Readers should note that most analysts expect Apple to enter into partnerships for its Project Titan, which entails the launch of a consumer electric vehicle equipped with self-driving technology. The strategy makes sense as it would reduce the risk factor associated with an endeavor of such magnitude. Now, Dan Ives of Wedbush Securities has weighed in on the Apple Car’s prospects. The analyst stated in his most recent investment note:

“… This speaks to our view that the chances of strategic partnerships with the likes of a Tesla, VW, Hyundai, or other auto manufacturers in China (e.g., Nio, Xpeng) are in the 70%+ range over the next few years and could lay the groundwork for a dual path (start building its own line of EV autos post-2025) over the next decade if this EV/autonomous venture is successful with consumers."

Of course, as we reported yesterday, Morgan Stanley’s (NYSE:MS) Katy Huberty has also penned a note to investors, taking a diametrically opposite view on the Apple Car. To wit, Huberty believes that Apple is much more likely to vertically integrate in the automobility sphere rather than rely on partnerships. Such an approach, if it pans out, would allow the company to better capitalize on its OS strength as well as proprietary tech related to processors, batteries, cameras, and displays. Crucially, Morgan Stanley believes that the Apple Car would only need to capture 2 percent of the automobility market to match the share of its total revenue attributable to the iPhones.
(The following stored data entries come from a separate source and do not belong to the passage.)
//! Log subscriber setup for test runs

use crate::config::{LogConfig, LogFormat};
use crate::result::{ScopeError, ScopeResult};
use tracing_subscriber::EnvFilter;

/// Install the global `tracing` subscriber described by `config`.
///
/// `RUST_LOG` takes precedence over `config.level`. Returns `false` when a
/// subscriber was already installed, which leaves that one in place.
///
/// # Errors
///
/// Returns [`ScopeError::Config`] when `config.level` is not a valid filter.
pub fn init_logging(config: &LogConfig) -> ScopeResult<bool> {
    let filter = match EnvFilter::try_from_default_env() {
        Ok(filter) => filter,
        Err(_) => EnvFilter::try_new(&config.level)
            .map_err(|e| ScopeError::config(format!("invalid log level {}: {e}", config.level)))?,
    };

    let builder = tracing_subscriber::fmt()
        .with_env_filter(filter)
        .with_thread_names(true);
    let installed = match config.format {
        LogFormat::Pretty => builder.try_init().is_ok(),
        LogFormat::Json => builder.json().try_init().is_ok(),
    };

    if installed {
        tracing::debug!(format = ?config.format, "logging initialised");
    }
    Ok(installed)
}

#[cfg(test)]
#[allow(clippy::unwrap_used, clippy::expect_used)]
mod tests {
    use super::*;

    #[test]
    fn test_repeat_init_is_noop() {
        let config = LogConfig::default();
        let _ = init_logging(&config).unwrap();
        assert!(!init_logging(&config).unwrap());
    }

    #[test]
    fn test_invalid_level() {
        if std::env::var_os("RUST_LOG").is_some() {
            return;
        }
        let config = LogConfig {
            level: "probar_scope=loudest".to_string(),
            format: LogFormat::Json,
        };
        assert!(matches!(
            init_logging(&config),
            Err(ScopeError::Config { .. })
        ));
    }
}
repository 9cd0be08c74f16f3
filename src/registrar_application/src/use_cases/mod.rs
pub mod register;
use std::{sync::Arc, time::Duration};

use async_trait::async_trait;
use thiserror::Error;

use crate::context::{ContextError, RegistrationContext};

#[derive(Debug, Clone, Error, PartialEq, Eq)]
pub enum RateLimiterError {
    #[error("Registration limit exceeded")]
    LimitExceeded { retry_after: Option<Duration> },
    #[error("Rate limiter unavailable: {0}")]
    Unavailable(String),
    #[error("Rate limit check interrupted: {0}")]
    Interrupted(#[from] ContextError),
}

/// Admission-control gate consulted before every registration.
#[async_trait]
pub trait RateLimiter: Send + Sync {
    async fn check_limit(&self, ctx: &RegistrationContext) -> Result<(), RateLimiterError>;
}

#[async_trait]
impl<T> RateLimiter for Arc<T>
where
    T: RateLimiter + ?Sized,
{
    async fn check_limit(&self, ctx: &RegistrationContext) -> Result<(), RateLimiterError> {
        (**self).check_limit(ctx).await
    }
}
pub mod hashmap_user_store;

pub use hashmap_user_store::HashMapUserStore;
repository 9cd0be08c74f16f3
pub mod event_queue;
pub mod rate_limiter;
pub mod user_store;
Although details are scarce at the moment, the Apple Car will reportedly feature self-driving technology, cheaper batteries, and longer range. As far as the battery is concerned, Apple is purportedly focusing on a monocell design that efficiently utilizes the space within a battery pack by eliminating individual pouches and modules. As is the case with its iPhones, Apple is likely to outsource the manufacturing of key components as well as the assembly of the vehicle to an OEM.